[Records from a collection]
⁂

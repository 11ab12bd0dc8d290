pub mod db;
pub mod entities;
pub mod seaorm;
mod storage;

pub use seaorm::SeaOrmStorage;
pub use storage::{
    CollectorInput, ProviderBundle, Storage, StorageError, StorageResult,
};
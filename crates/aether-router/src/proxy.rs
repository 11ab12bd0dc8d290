use std::convert::Infallible;
use std::sync::Arc;

use axum::Router;
use axum::body::Body;
use axum::extract::{Path, RawQuery, State};
use axum::http::{HeaderMap, HeaderName, HeaderValue, StatusCode, header};
use axum::response::{IntoResponse, Response};
use axum::routing::{get, post};
use bytes::Bytes;
use futures_util::StreamExt;
use serde_json::{Value, json};
use tokio_stream::wrappers::ReceiverStream;

use aether_common::{GatewayError, new_request_id};
use aether_core::{
    CallerIdentity, DispatchBody, DispatchEngine, DownloadOutcome, VideoService,
};
use aether_protocol::{
    ApiFamily, EndpointKind, EndpointSignature, Headers, detect_request_context,
};

use crate::error::{error_response, unauthorized};

#[derive(Clone)]
pub struct ProxyState {
    pub engine: Arc<DispatchEngine>,
    pub video: Arc<VideoService>,
}

pub fn proxy_router(engine: Arc<DispatchEngine>, video: Arc<VideoService>) -> Router {
    let state = ProxyState { engine, video };
    Router::new()
        // OpenAI surface
        .route("/v1/chat/completions", post(openai_chat_completions))
        .route("/v1/responses", post(openai_responses))
        .route("/v1/videos", post(openai_video_submit))
        .route("/v1/videos", get(openai_video_list))
        .route("/v1/videos/{id}", get(openai_video_get))
        .route("/v1/videos/{id}/content", get(openai_video_content))
        // Claude surface
        .route("/v1/messages", post(claude_messages))
        // Gemini surface
        .route("/v1beta/models/{*name}", post(gemini_model_post))
        .route("/v1beta/models/{*name}", get(gemini_model_get))
        .route("/v1beta/operations/{*name}", get(gemini_operation_get))
        .route("/v1beta/files/{*name}", get(gemini_file_download))
        .with_state(state)
}

fn headers_to_vec(headers: &HeaderMap) -> Headers {
    headers
        .iter()
        .filter_map(|(name, value)| {
            value
                .to_str()
                .ok()
                .map(|v| (name.as_str().to_ascii_lowercase(), v.to_string()))
        })
        .collect()
}

fn query_pairs(raw: Option<&str>) -> Vec<(String, String)> {
    raw.unwrap_or_default()
        .split('&')
        .filter(|pair| !pair.is_empty())
        .map(|pair| match pair.split_once('=') {
            Some((k, v)) => (k.to_string(), v.to_string()),
            None => (pair.to_string(), String::new()),
        })
        .collect()
}

async fn authenticate(
    state: &ProxyState,
    path: &str,
    headers: &Headers,
    query: &[(String, String)],
) -> Result<CallerIdentity, Response> {
    let ctx = detect_request_context(path, headers, query);
    let family = ctx.endpoint.api_family;
    let Some(credential) = ctx.credential else {
        return Err(unauthorized(family));
    };
    state
        .engine
        .authenticate(&credential)
        .await
        .ok_or_else(|| unauthorized(family))
}

/// SSE responses carry anti-buffering headers so intermediaries do not batch
/// the stream.
fn stream_response(rx: tokio::sync::mpsc::Receiver<Bytes>, content_type: &'static str) -> Response {
    let stream = ReceiverStream::new(rx).map(Ok::<_, Infallible>);
    let mut response = Response::new(Body::from_stream(stream));
    let headers = response.headers_mut();
    headers.insert(
        header::CONTENT_TYPE,
        HeaderValue::from_static(content_type),
    );
    headers.insert(
        header::CACHE_CONTROL,
        HeaderValue::from_static("no-cache, no-transform"),
    );
    headers.insert(
        HeaderName::from_static("x-accel-buffering"),
        HeaderValue::from_static("no"),
    );
    response
}

fn json_response(status: StatusCode, body: Value) -> Response {
    (status, axum::Json(body)).into_response()
}

async fn dispatch_chat(
    state: ProxyState,
    path: &str,
    header_map: HeaderMap,
    raw_query: Option<String>,
    mut body: Value,
    client_format: EndpointSignature,
    model_from_path: Option<String>,
    force_stream: Option<bool>,
) -> Response {
    let headers = headers_to_vec(&header_map);
    let query = query_pairs(raw_query.as_deref());
    let family = client_format.api_family;

    let caller = match authenticate(&state, path, &headers, &query).await {
        Ok(caller) => caller,
        Err(response) => return response,
    };

    if let Some(model) = model_from_path
        && let Some(object) = body.as_object_mut()
    {
        object.insert("model".to_string(), Value::String(model));
    }
    let is_stream = force_stream
        .unwrap_or_else(|| body.get("stream").and_then(Value::as_bool).unwrap_or(false));
    let task_type = if client_format.endpoint_kind == EndpointKind::Cli {
        "cli"
    } else {
        "chat"
    };

    let request_id = new_request_id();
    match state
        .engine
        .dispatch_chat(&request_id, caller, client_format, task_type, body, is_stream)
        .await
    {
        Ok(outcome) => match outcome.body {
            DispatchBody::Bytes(bytes) => {
                let mut response = Response::new(Body::from(bytes));
                response.headers_mut().insert(
                    header::CONTENT_TYPE,
                    HeaderValue::from_static(outcome.content_type),
                );
                response
            }
            DispatchBody::Stream(rx) => stream_response(rx, outcome.content_type),
        },
        Err(err) => error_response(family, &err),
    }
}

fn sig(family: ApiFamily, kind: EndpointKind) -> EndpointSignature {
    EndpointSignature::new(family, kind)
}

// ---- OpenAI ----

async fn openai_chat_completions(
    State(state): State<ProxyState>,
    header_map: HeaderMap,
    RawQuery(raw_query): RawQuery,
    axum::Json(body): axum::Json<Value>,
) -> Response {
    dispatch_chat(
        state,
        "/v1/chat/completions",
        header_map,
        raw_query,
        body,
        sig(ApiFamily::OpenAI, EndpointKind::Chat),
        None,
        None,
    )
    .await
}

async fn openai_responses(
    State(state): State<ProxyState>,
    header_map: HeaderMap,
    RawQuery(raw_query): RawQuery,
    axum::Json(body): axum::Json<Value>,
) -> Response {
    dispatch_chat(
        state,
        "/v1/responses",
        header_map,
        raw_query,
        body,
        sig(ApiFamily::OpenAI, EndpointKind::Cli),
        None,
        None,
    )
    .await
}

async fn openai_video_submit(
    State(state): State<ProxyState>,
    header_map: HeaderMap,
    RawQuery(raw_query): RawQuery,
    axum::Json(body): axum::Json<Value>,
) -> Response {
    let headers = headers_to_vec(&header_map);
    let query = query_pairs(raw_query.as_deref());
    let caller = match authenticate(&state, "/v1/videos", &headers, &query).await {
        Ok(caller) => caller,
        Err(response) => return response,
    };
    let request_id = new_request_id();
    match state
        .video
        .submit(
            &request_id,
            caller,
            sig(ApiFamily::OpenAI, EndpointKind::Video),
            body,
            None,
            &headers,
        )
        .await
    {
        Ok(body) => json_response(StatusCode::OK, body),
        Err(err) => error_response(ApiFamily::OpenAI, &err),
    }
}

async fn openai_video_list(
    State(state): State<ProxyState>,
    header_map: HeaderMap,
    RawQuery(raw_query): RawQuery,
) -> Response {
    let headers = headers_to_vec(&header_map);
    let query = query_pairs(raw_query.as_deref());
    let caller = match authenticate(&state, "/v1/videos", &headers, &query).await {
        Ok(caller) => caller,
        Err(response) => return response,
    };
    match state
        .video
        .list_tasks(caller.user_id, sig(ApiFamily::OpenAI, EndpointKind::Video))
        .await
    {
        Ok(body) => json_response(StatusCode::OK, body),
        Err(err) => error_response(ApiFamily::OpenAI, &err),
    }
}

async fn openai_video_get(
    State(state): State<ProxyState>,
    Path(id): Path<String>,
    header_map: HeaderMap,
    RawQuery(raw_query): RawQuery,
) -> Response {
    let headers = headers_to_vec(&header_map);
    let query = query_pairs(raw_query.as_deref());
    let caller = match authenticate(&state, "/v1/videos", &headers, &query).await {
        Ok(caller) => caller,
        Err(response) => return response,
    };
    match state.video.task_by_operation(caller.user_id, &id).await {
        Ok(task) => json_response(
            StatusCode::OK,
            state
                .video
                .render_task(sig(ApiFamily::OpenAI, EndpointKind::Video), &task),
        ),
        Err(err) => error_response(ApiFamily::OpenAI, &err),
    }
}

async fn openai_video_content(
    State(state): State<ProxyState>,
    Path(id): Path<String>,
    header_map: HeaderMap,
    RawQuery(raw_query): RawQuery,
) -> Response {
    let headers = headers_to_vec(&header_map);
    let query = query_pairs(raw_query.as_deref());
    let caller = match authenticate(&state, "/v1/videos", &headers, &query).await {
        Ok(caller) => caller,
        Err(response) => return response,
    };
    download_response(&state, caller, &id, ApiFamily::OpenAI).await
}

// ---- Claude ----

async fn claude_messages(
    State(state): State<ProxyState>,
    header_map: HeaderMap,
    RawQuery(raw_query): RawQuery,
    axum::Json(body): axum::Json<Value>,
) -> Response {
    // chat vs cli is decided by the auth header on this shared path.
    let headers = headers_to_vec(&header_map);
    let query = query_pairs(raw_query.as_deref());
    let detected = detect_request_context("/v1/messages", &headers, &query);
    dispatch_chat(
        state,
        "/v1/messages",
        header_map,
        raw_query,
        body,
        detected.endpoint,
        None,
        None,
    )
    .await
}

// ---- Gemini ----

/// `{model}:{action}` from a Gemini-style path tail.
fn split_model_action(name: &str) -> (String, String) {
    match name.rsplit_once(':') {
        Some((model, action)) => (model.to_string(), action.to_ascii_lowercase()),
        None => (name.to_string(), String::new()),
    }
}

async fn gemini_model_post(
    State(state): State<ProxyState>,
    Path(name): Path<String>,
    header_map: HeaderMap,
    RawQuery(raw_query): RawQuery,
    axum::Json(body): axum::Json<Value>,
) -> Response {
    let (model, action) = split_model_action(&name);
    match action.as_str() {
        "generatecontent" | "streamgeneratecontent" => {
            let is_stream = action == "streamgeneratecontent";
            dispatch_chat(
                state,
                "/v1beta/models",
                header_map,
                raw_query,
                body,
                sig(ApiFamily::Gemini, EndpointKind::Chat),
                Some(model),
                Some(is_stream),
            )
            .await
        }
        "predictlongrunning" => {
            let headers = headers_to_vec(&header_map);
            let query = query_pairs(raw_query.as_deref());
            let path = format!("/v1beta/models/{name}");
            let caller = match authenticate(&state, &path, &headers, &query).await {
                Ok(caller) => caller,
                Err(response) => return response,
            };
            let request_id = new_request_id();
            match state
                .video
                .submit(
                    &request_id,
                    caller,
                    sig(ApiFamily::Gemini, EndpointKind::Video),
                    body,
                    Some(&model),
                    &headers,
                )
                .await
            {
                Ok(body) => json_response(StatusCode::OK, body),
                Err(err) => error_response(ApiFamily::Gemini, &err),
            }
        }
        _ => error_response(
            ApiFamily::Gemini,
            &GatewayError::InvalidRequest(format!("unsupported action {action:?}")),
        ),
    }
}

async fn gemini_model_get(
    State(state): State<ProxyState>,
    Path(name): Path<String>,
    header_map: HeaderMap,
    RawQuery(raw_query): RawQuery,
) -> Response {
    // Task polling arrives as models/{model}/operations/{short_id}.
    if !name.contains("/operations/") {
        return error_response(
            ApiFamily::Gemini,
            &GatewayError::NotFound("operation".to_string()),
        );
    }
    gemini_operation_lookup(state, name, header_map, raw_query).await
}

async fn gemini_operation_get(
    State(state): State<ProxyState>,
    Path(name): Path<String>,
    header_map: HeaderMap,
    RawQuery(raw_query): RawQuery,
) -> Response {
    gemini_operation_lookup(state, name, header_map, raw_query).await
}

async fn gemini_operation_lookup(
    state: ProxyState,
    name: String,
    header_map: HeaderMap,
    raw_query: Option<String>,
) -> Response {
    let headers = headers_to_vec(&header_map);
    let query = query_pairs(raw_query.as_deref());
    let caller = match authenticate(&state, "/v1beta/operations", &headers, &query).await {
        Ok(caller) => caller,
        Err(response) => return response,
    };
    match state.video.task_by_operation(caller.user_id, &name).await {
        Ok(task) => json_response(
            StatusCode::OK,
            state
                .video
                .render_task(sig(ApiFamily::Gemini, EndpointKind::Video), &task),
        ),
        Err(err) => error_response(ApiFamily::Gemini, &err),
    }
}

async fn gemini_file_download(
    State(state): State<ProxyState>,
    Path(name): Path<String>,
    header_map: HeaderMap,
    RawQuery(raw_query): RawQuery,
) -> Response {
    let headers = headers_to_vec(&header_map);
    let query = query_pairs(raw_query.as_deref());
    let caller = match authenticate(&state, "/v1beta/files", &headers, &query).await {
        Ok(caller) => caller,
        Err(response) => return response,
    };
    let short_id = name
        .strip_suffix(":download")
        .unwrap_or(name.as_str())
        .to_string();
    download_response(&state, caller, &short_id, ApiFamily::Gemini).await
}

async fn download_response(
    state: &ProxyState,
    caller: CallerIdentity,
    operation: &str,
    family: ApiFamily,
) -> Response {
    match state.video.download_content(caller.user_id, operation).await {
        Ok(DownloadOutcome::Ready {
            content_type,
            bytes,
        }) => {
            let mut response = Response::new(Body::from(bytes));
            if let Ok(value) = HeaderValue::from_str(&content_type) {
                response.headers_mut().insert(header::CONTENT_TYPE, value);
            }
            response
        }
        Ok(DownloadOutcome::Processing(status)) => json_response(
            StatusCode::ACCEPTED,
            json!({"detail": format!("video is still processing (status: {status})")}),
        ),
        Ok(DownloadOutcome::Failed(message)) => json_response(
            StatusCode::UNPROCESSABLE_ENTITY,
            json!({"detail": format!("video generation failed: {message}")}),
        ),
        Ok(DownloadOutcome::Expired) => json_response(
            StatusCode::GONE,
            json!({"detail": "video URL has expired"}),
        ),
        Ok(DownloadOutcome::NotAvailable) => json_response(
            StatusCode::NOT_FOUND,
            json!({"detail": "video not available"}),
        ),
        Err(err) => error_response(family, &err),
    }
}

⁂

Lines above with the string "DispatchBody" need to be found and copied.

    CallerIdentity, DispatchBody, DispatchEngine, DownloadOutcome, VideoService,
            DispatchBody::Bytes(bytes) => {
            DispatchBody::Stream(rx) => stream_response(rx, outcome.content_type),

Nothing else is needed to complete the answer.